The study by Jiang et al. (Nat. Commun, 2023, https://doi.org/10.1038/s41467-024-47746-y) sheds light on the mechanism of sakuranetin in rice defense from a cytological perspective (Jiang et al. 2024). Jiang et al. found that rice near-isogenic lines (NILs) containing various resistance genes exhibited higher resistance to M. oryzae than the susceptible rice line. Meanwhile, the NILs have higher levels of sakuranetin than the susceptible rice line. Furthermore, root cells of the NILs exhibited attenuated internalization of the endocytic tracer FM4-64 compared with the susceptible line. There appears to be a correlation between fungal resistance, sakuranetin level, and endocytosis. Indeed, overexpression of OsNOMT (NARINGENIN 7-O-METHYLTRANSFERASE) increases sakuranetin level and enhances rice resistance, while the synthesis mutant nomt-cc is more susceptible to rice blast. To determine whether sakuranetin contributes to the reduced endocytosis in the NILs root cells, the authors examined its effect on the internalization of FM4-64 and plasma membrane-localized proteins, including OsPIN1, OsPIN2, OsPIN3, and syntaxin of plants 121 (OsSYP121). The results demonstrate that sakuranetin inhibits endocytosis of FM4-64 and these plasma membrane-localized proteins in a concentration-dependent manner. The authors further showed that sakuranetin hindered the endocytosis of M. oryzae effectors. These results suggest that sakuranetin may resist pathogen invasion by hindering the internalization of M. oryzae effectors into the cytoplasm of rice host cells (Jiang et al. 2024).

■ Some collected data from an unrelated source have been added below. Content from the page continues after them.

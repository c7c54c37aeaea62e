use thiserror::Error;

/// Errors produced by type operations.
#[derive(Debug, Error, PartialEq, Eq)]
pub enum TypeError {
    #[error("empty identifier")]
    EmptyId,

    #[error("malformed entity key: {0}")]
    MalformedKey(String),
}
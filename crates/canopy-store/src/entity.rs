use serde::{Deserialize, Serialize};

use canopy_types::{EntityKey, FieldMap, FieldName, FieldValue};

/// One normalized entity: its cache address plus its merged fields.
#[derive(Clone, Debug, PartialEq, Serialize, Deserialize)]
pub struct Entity {
    key: EntityKey,
    fields: FieldMap,
}

impl Entity {
    /// Create an entity with no fields yet.
    pub fn new(key: EntityKey) -> Self {
        Self {
            key,
            fields: FieldMap::new(),
        }
    }

    pub fn key(&self) -> &EntityKey {
        &self.key
    }

    pub fn fields(&self) -> &FieldMap {
        &self.fields
    }

    pub fn field(&self, name: &FieldName) -> Option<&FieldValue> {
        self.fields.get(name)
    }

    /// Returns `true` if the entity has no cached fields left.
    pub fn is_empty(&self) -> bool {
        self.fields.is_empty()
    }

    /// Merge `incoming` into this entity field-by-field (last write wins
    /// per field; untouched fields survive).
    pub(crate) fn merge(&mut self, incoming: FieldMap) {
        for (name, value) in incoming {
            self.fields.insert(name, value);
        }
    }

    pub(crate) fn set(&mut self, name: FieldName, value: FieldValue) {
        self.fields.insert(name, value);
    }

    pub(crate) fn unset(&mut self, name: &FieldName) -> bool {
        self.fields.remove(name).is_some()
    }
}

#[cfg(test)]
mod tests {
    use super::*;
    use canopy_types::{NodeId, TypeName};

    fn key(id: &str) -> EntityKey {
        EntityKey::new(TypeName::new("Node"), NodeId::new(id).unwrap())
    }

    #[test]
    fn merge_is_field_by_field() {
        let mut entity = Entity::new(key("a"));
        entity.merge(FieldValue::map([
            (FieldName::new("name"), FieldValue::scalar("draft.txt")),
            (FieldName::new("size"), FieldValue::scalar(10)),
        ]));
        // A later fragment touching only `name` must leave `size` alone.
        entity.merge(FieldValue::map([(
            FieldName::new("name"),
            FieldValue::scalar("final.txt"),
        )]));

        assert_eq!(
            entity.field(&FieldName::new("name")),
            Some(&FieldValue::scalar("final.txt"))
        );
        assert_eq!(
            entity.field(&FieldName::new("size")),
            Some(&FieldValue::scalar(10))
        );
    }

    #[test]
    fn unset_reports_presence() {
        let mut entity = Entity::new(key("a"));
        entity.set(FieldName::new("name"), FieldValue::scalar("x"));
        assert!(entity.unset(&FieldName::new("name")));
        assert!(!entity.unset(&FieldName::new("name")));
        assert!(entity.is_empty());
    }
}
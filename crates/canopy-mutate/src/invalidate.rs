//! Wholesale invalidation after structural or permission changes.
//!
//! When a move, trash, restore, or delete lands somewhere other than the
//! currently open list, merging the change incrementally is not worth the
//! risk of a wrong shape: the affected parents' child lists are evicted
//! outright and refetched clean on next read. Permission-affecting edits
//! cascade further: every cached descendant's share list may now be wrong,
//! so all of them are evicted.

use std::collections::{HashSet, VecDeque};

use tracing::debug;

use canopy_lists::fields;
use canopy_store::EntityStore;
use canopy_types::{EntityKey, FieldValue};

/// Evict the `children` field of each given parent. Returns how many
/// fields were actually evicted (missing ones are no-ops).
pub fn evict_children(store: &mut EntityStore, parents: &[EntityKey]) -> usize {
    let field = fields::children();
    let evicted = parents
        .iter()
        .filter(|parent| store.evict(parent, Some(&field)))
        .count();
    if evicted > 0 {
        debug!(evicted, "evicted child lists after structural change");
    }
    evicted
}

/// Evict the share-member list of `root` and of every cached transitive
/// descendant.
///
/// The walk follows cached `children` partitions only — descendants the
/// cache has never seen have nothing to evict, so nothing is fetched to
/// extend the walk. Returns how many member lists were evicted.
pub fn evict_share_lists(store: &mut EntityStore, root: &EntityKey) -> usize {
    let children_field = fields::children();
    let members_field = fields::members();

    let mut visited: HashSet<EntityKey> = HashSet::new();
    let mut queue: VecDeque<EntityKey> = VecDeque::from([root.clone()]);
    let mut evicted = 0;

    while let Some(node) = queue.pop_front() {
        if !visited.insert(node.clone()) {
            continue;
        }
        if let Some(FieldValue::List(partition)) = store.read_field(&node, &children_field) {
            queue.extend(partition.keys().cloned());
        }
        if store.evict(&node, Some(&members_field)) {
            evicted += 1;
        }
    }

    if evicted > 0 {
        debug!(root = %root, evicted, "cascaded share-list eviction");
    }
    evicted
}

#[cfg(test)]
mod tests {
    use super::*;
    use canopy_store::Broadcast;
    use canopy_types::{
        BoundedList, FieldMap, ListEntry, ListPartition, NodeId, TypeName,
    };

    fn key(id: &str) -> EntityKey {
        EntityKey::new(TypeName::new("Node"), NodeId::new(id).unwrap())
    }

    fn with_children(store: &mut EntityStore, id: &str, child_ids: &[&str]) {
        store.write_fragment(
            key(id),
            FieldValue::map([(
                fields::children(),
                FieldValue::List(ListPartition {
                    ordered: child_ids.iter().map(|c| ListEntry::Keyed(key(c))).collect(),
                    ..ListPartition::default()
                }),
            )]),
            Broadcast::Silent,
        );
    }

    fn with_members(store: &mut EntityStore, id: &str) {
        store.write_fragment(
            key(id),
            FieldValue::map([(
                fields::members(),
                FieldValue::Bounded(BoundedList {
                    items: vec![ListEntry::Keyed(key("someone"))],
                    cursor: None,
                    limit: 10,
                }),
            )]),
            Broadcast::Silent,
        );
    }

    #[test]
    fn evict_children_hits_only_cached_fields() {
        let mut store = EntityStore::new();
        with_children(&mut store, "p1", &["a"]);
        store.write_fragment(key("p2"), FieldMap::new(), Broadcast::Silent);

        let evicted = evict_children(&mut store, &[key("p1"), key("p2"), key("ghost")]);
        assert_eq!(evicted, 1);
        assert!(store
            .read_field(&key("p1"), &fields::children())
            .is_none());
    }

    #[test]
    fn share_eviction_cascades_through_cached_descendants() {
        let mut store = EntityStore::new();
        with_children(&mut store, "root", &["mid"]);
        with_children(&mut store, "mid", &["leaf"]);
        with_members(&mut store, "root");
        with_members(&mut store, "mid");
        with_members(&mut store, "leaf");
        // A node outside the subtree must keep its member list.
        with_members(&mut store, "elsewhere");

        let evicted = evict_share_lists(&mut store, &key("root"));
        assert_eq!(evicted, 3);
        assert!(store
            .read_field(&key("leaf"), &fields::members())
            .is_none());
        assert!(store
            .read_field(&key("elsewhere"), &fields::members())
            .is_some());
    }

    #[test]
    fn walk_stops_at_uncached_nodes() {
        let mut store = EntityStore::new();
        // "root" lists a child the cache has no entity for.
        with_children(&mut store, "root", &["unknown"]);
        with_members(&mut store, "root");

        let evicted = evict_share_lists(&mut store, &key("root"));
        assert_eq!(evicted, 1);
    }

    #[test]
    fn cyclic_child_references_terminate() {
        let mut store = EntityStore::new();
        with_children(&mut store, "a", &["b"]);
        with_children(&mut store, "b", &["a"]);
        with_members(&mut store, "a");
        with_members(&mut store, "b");

        assert_eq!(evict_share_lists(&mut store, &key("a")), 2);
    }
}
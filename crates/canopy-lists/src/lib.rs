//! List merge and field read policies for the Canopy cache.
//!
//! A paginated list lives in the cache as a [`ListPartition`]: an `ordered`
//! partition whose relative positions the server has confirmed, and an
//! `unordered` partition of items known to belong to the list but not yet
//! placed. This crate reconciles incoming server pages with that shape
//! ([`merge_page`], [`merge_filtered`], [`merge_bounded`]) and computes the
//! externally visible value of a cached list ([`read_list`],
//! [`read_children`], [`read_bounded`]).
//!
//! Which policy applies to which field is decided once, at cache
//! construction, through the [`PolicyRegistry`].
//!
//! [`ListPartition`]: canopy_types::ListPartition

pub mod bounded;
pub mod fields;
pub mod merge;
pub mod policy;
pub mod read;

pub use bounded::{merge_bounded, satisfies};
pub use merge::{merge_filtered, merge_page, IncomingItem, MergeContext};
pub use policy::{FieldPolicy, MergeStrategy, PolicyRegistry, ReadStrategy};
pub use read::{read_bounded, read_children, read_list};
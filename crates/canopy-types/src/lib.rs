//! Foundation types for the Canopy cache.
//!
//! This crate provides the identity, field-value, and list-shape types used
//! throughout the Canopy system. Every other Canopy crate depends on
//! `canopy-types`.
//!
//! # Key Types
//!
//! - [`EntityKey`] — Stable cache address of a normalized entity (`TypeName` + `NodeId`)
//! - [`FieldValue`] / [`FieldMap`] — Per-entity field storage, scalars and references
//! - [`ListPartition`] — Ordered/unordered split of one cached paginated list
//! - [`PageCursor`] — Opaque pagination continuation token
//! - [`FilterKey`] — Canonicalized filter arguments keying filtered result sets
//! - [`SortKey`] — Opaque rendering of the sort order a list was fetched under

pub mod error;
pub mod field;
pub mod filter;
pub mod id;
pub mod list;
pub mod page;

pub use error::TypeError;
pub use field::{FieldMap, FieldValue};
pub use filter::{FilterKey, SortKey};
pub use id::{EntityKey, FieldName, NodeId, TypeName};
pub use list::{BoundedList, BoundedRequest, ListEntry, ListPartition};
pub use page::PageCursor;
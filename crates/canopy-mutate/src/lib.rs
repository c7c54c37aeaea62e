//! Mutation cache updaters for the Canopy cache.
//!
//! When a mutation completes (or is applied optimistically), the lists that
//! depended on the mutated nodes must stay visually correct until the next
//! successful refetch. This crate provides the generic primitives those
//! mutations call:
//!
//! - [`insert_at`] / [`sorted_index`] — place an item into a cached list at
//!   the position the server's sort order will eventually confirm.
//! - [`remove_ids`] — drop ids from every cached list a predicate selects,
//!   evicting lists that empty while only partially loaded.
//! - [`evict_children`] / [`evict_share_lists`] — wholesale invalidation
//!   after structural or permission-affecting changes.

pub mod insert;
pub mod invalidate;
pub mod remove;

pub use insert::{insert_at, sorted_index, InsertOutcome};
pub use invalidate::{evict_children, evict_share_lists};
pub use remove::{remove_ids, ListMetadata, RemovalStats};
//! Removing ids from every cached list that should see the removal.
//!
//! A mutation that trashes or moves nodes does not know every list those
//! nodes appear in — folder children, search slots, bounded member lists.
//! [`remove_ids`] sweeps all of them, letting a caller-supplied predicate
//! skip the views a given mutation cannot have affected.
//!
//! Emptiness rule: a list emptied while it still carries a continuation
//! cursor is evicted wholesale. An empty partial list cannot be rendered as
//! "nothing here" — more items might exist on unfetched pages — so the next
//! read must miss and refetch. A fully-loaded list that empties stays
//! cached as an explicit empty list.

use std::collections::{BTreeMap, HashSet};

use tracing::debug;

use canopy_store::{EntityStore, FieldUpdate};
use canopy_types::{
    BoundedList, EntityKey, FieldName, FieldValue, FilterKey, ListPartition, SortKey,
};

/// What a removal predicate sees about one cached list before deciding
/// whether the removal applies to it.
#[derive(Clone, Copy, Debug)]
pub struct ListMetadata<'a> {
    /// The entity holding the list field.
    pub entity: &'a EntityKey,
    /// The list field's name.
    pub field: &'a FieldName,
    /// The filter-argument key, for slots of a filtered family.
    pub filter: Option<&'a FilterKey>,
    /// The sort order the list was fetched under.
    pub sort: Option<&'a SortKey>,
    /// Whether the list is only partially loaded.
    pub partial: bool,
}

/// Outcome of one removal sweep.
#[derive(Clone, Copy, Debug, Default, PartialEq, Eq)]
pub struct RemovalStats {
    /// List entries dropped across all lists.
    pub entries_removed: usize,
    /// Lists (or filtered slots) evicted under the emptiness rule.
    pub lists_evicted: usize,
}

enum Action {
    Replace(FieldValue),
    EvictField,
}

/// Drop `ids` from every cached list whose metadata satisfies `predicate`.
///
/// Lists the predicate rejects, and lists containing none of the ids, are
/// left untouched (no broadcast). Touched lists broadcast through the
/// store's journal as usual.
pub fn remove_ids(
    store: &mut EntityStore,
    ids: &[EntityKey],
    mut predicate: impl FnMut(&ListMetadata<'_>) -> bool,
) -> RemovalStats {
    let ids: HashSet<&EntityKey> = ids.iter().collect();
    let mut stats = RemovalStats::default();
    let mut actions: Vec<(EntityKey, FieldName, Action)> = Vec::new();

    let entity_keys: Vec<EntityKey> = store.keys().cloned().collect();
    for entity_key in entity_keys {
        let Some(entity) = store.entity(&entity_key) else {
            continue;
        };
        for (field_name, value) in entity.fields() {
            let action = match value {
                FieldValue::List(partition) => {
                    plan_partition(&entity_key, field_name, None, partition, &ids, &mut predicate)
                        .map(|(p, removed)| {
                            stats.entries_removed += removed;
                            finish_partition(p, &mut stats)
                        })
                }
                FieldValue::FilteredList(family) => plan_filtered(
                    &entity_key,
                    field_name,
                    family,
                    &ids,
                    &mut predicate,
                    &mut stats,
                ),
                FieldValue::Bounded(bounded) => {
                    plan_bounded(&entity_key, field_name, bounded, &ids, &mut predicate).map(
                        |(b, removed)| {
                            stats.entries_removed += removed;
                            finish_bounded(b, &mut stats)
                        },
                    )
                }
                FieldValue::Scalar(_) | FieldValue::Reference(_) => None,
            };
            if let Some(action) = action {
                actions.push((entity_key.clone(), field_name.clone(), action));
            }
        }
    }

    for (entity_key, field_name, action) in actions {
        match action {
            Action::Replace(value) => {
                store.modify(&entity_key, &field_name, |_| FieldUpdate::Keep(value));
            }
            Action::EvictField => {
                store.evict(&entity_key, Some(&field_name));
            }
        }
    }

    if stats != RemovalStats::default() {
        debug!(
            removed = stats.entries_removed,
            evicted = stats.lists_evicted,
            "removal sweep"
        );
    }
    stats
}

/// Filtered copy of a partition, or `None` when the predicate rejects it
/// or nothing would change.
fn plan_partition(
    entity: &EntityKey,
    field: &FieldName,
    filter: Option<&FilterKey>,
    partition: &ListPartition,
    ids: &HashSet<&EntityKey>,
    predicate: &mut impl FnMut(&ListMetadata<'_>) -> bool,
) -> Option<(ListPartition, usize)> {
    let meta = ListMetadata {
        entity,
        field,
        filter,
        sort: partition.sort.as_ref(),
        partial: !partition.is_fully_loaded(),
    };
    if !predicate(&meta) {
        return None;
    }
    let mut filtered = partition.clone();
    filtered
        .ordered
        .retain(|entry| !entry.key().is_some_and(|key| ids.contains(key)));
    filtered
        .unordered
        .retain(|entry| !entry.key().is_some_and(|key| ids.contains(key)));
    let removed = partition.len() - filtered.len();
    (removed > 0).then_some((filtered, removed))
}

fn finish_partition(partition: ListPartition, stats: &mut RemovalStats) -> Action {
    if partition.is_empty() && !partition.is_fully_loaded() {
        stats.lists_evicted += 1;
        Action::EvictField
    } else {
        Action::Replace(FieldValue::List(partition))
    }
}

fn plan_filtered(
    entity: &EntityKey,
    field: &FieldName,
    family: &BTreeMap<FilterKey, ListPartition>,
    ids: &HashSet<&EntityKey>,
    predicate: &mut impl FnMut(&ListMetadata<'_>) -> bool,
    stats: &mut RemovalStats,
) -> Option<Action> {
    let mut changed = false;
    let mut new_family: BTreeMap<FilterKey, ListPartition> = BTreeMap::new();
    for (filter, partition) in family {
        match plan_partition(entity, field, Some(filter), partition, ids, predicate) {
            None => {
                new_family.insert(filter.clone(), partition.clone());
            }
            Some((filtered, removed)) => {
                changed = true;
                stats.entries_removed += removed;
                if filtered.is_empty() && !filtered.is_fully_loaded() {
                    // Emptiness rule per slot: the slot vanishes.
                    stats.lists_evicted += 1;
                } else {
                    new_family.insert(filter.clone(), filtered);
                }
            }
        }
    }
    if !changed {
        return None;
    }
    if new_family.is_empty() {
        Some(Action::EvictField)
    } else {
        Some(Action::Replace(FieldValue::FilteredList(new_family)))
    }
}

fn plan_bounded(
    entity: &EntityKey,
    field: &FieldName,
    bounded: &BoundedList,
    ids: &HashSet<&EntityKey>,
    predicate: &mut impl FnMut(&ListMetadata<'_>) -> bool,
) -> Option<(BoundedList, usize)> {
    let meta = ListMetadata {
        entity,
        field,
        filter: None,
        sort: None,
        partial: bounded.cursor.is_some(),
    };
    if !predicate(&meta) {
        return None;
    }
    let mut filtered = bounded.clone();
    filtered
        .items
        .retain(|entry| !entry.key().is_some_and(|key| ids.contains(key)));
    let removed = bounded.items.len() - filtered.items.len();
    (removed > 0).then_some((filtered, removed))
}

fn finish_bounded(bounded: BoundedList, stats: &mut RemovalStats) -> Action {
    if bounded.items.is_empty() && bounded.cursor.is_some() {
        stats.lists_evicted += 1;
        Action::EvictField
    } else {
        Action::Replace(FieldValue::Bounded(bounded))
    }
}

Plant cells host a complex endomembrane system, including the endoplasmic reticulum (ER), Golgi apparatus, trans-Golgi network/early endosome (TGN/EE), multivesicular body/prevacuolar compartment/late endosome (MVB/PVC/LE), and vacuoles (Cui et al. 2020). Secretory proteins are conventionally transported to the plasma membrane or other organelles through vesicular transport-mediated protein sorting pathways (Wang et al. 2016). Conversely, proteins residing on the plasma membrane undergo recycling through the TGN/EE or are directed to vacuoles by MVB/PVC for degradation (Wang et al. 2016). So, does sakuranetin affect the dynamics of intracellular vesicle trafficking? Transmission electron microscopy, endosome marker co-localization, and fluorescence recovery after photobleaching (FRAP) analyses showed that sakuranetin did not generally interfere with endosomal dynamics and plasma membrane fluidity. Subsequently, researchers analyzed how sakuranetin confers resistance to rice blast by weakening endocytosis. The researchers found that after inhibiting the CME pathway, sakuranetin no longer exerts an effect on endocytosis in rice cells. This suggests that sakuranetin’s inhibition of endocytosis is dependent on the CME pathway. Consistently, knocking out of the rice CLATHRIN HEAVY CHAIN gene or treatment with CME inhibitors enhances rice blast resistance.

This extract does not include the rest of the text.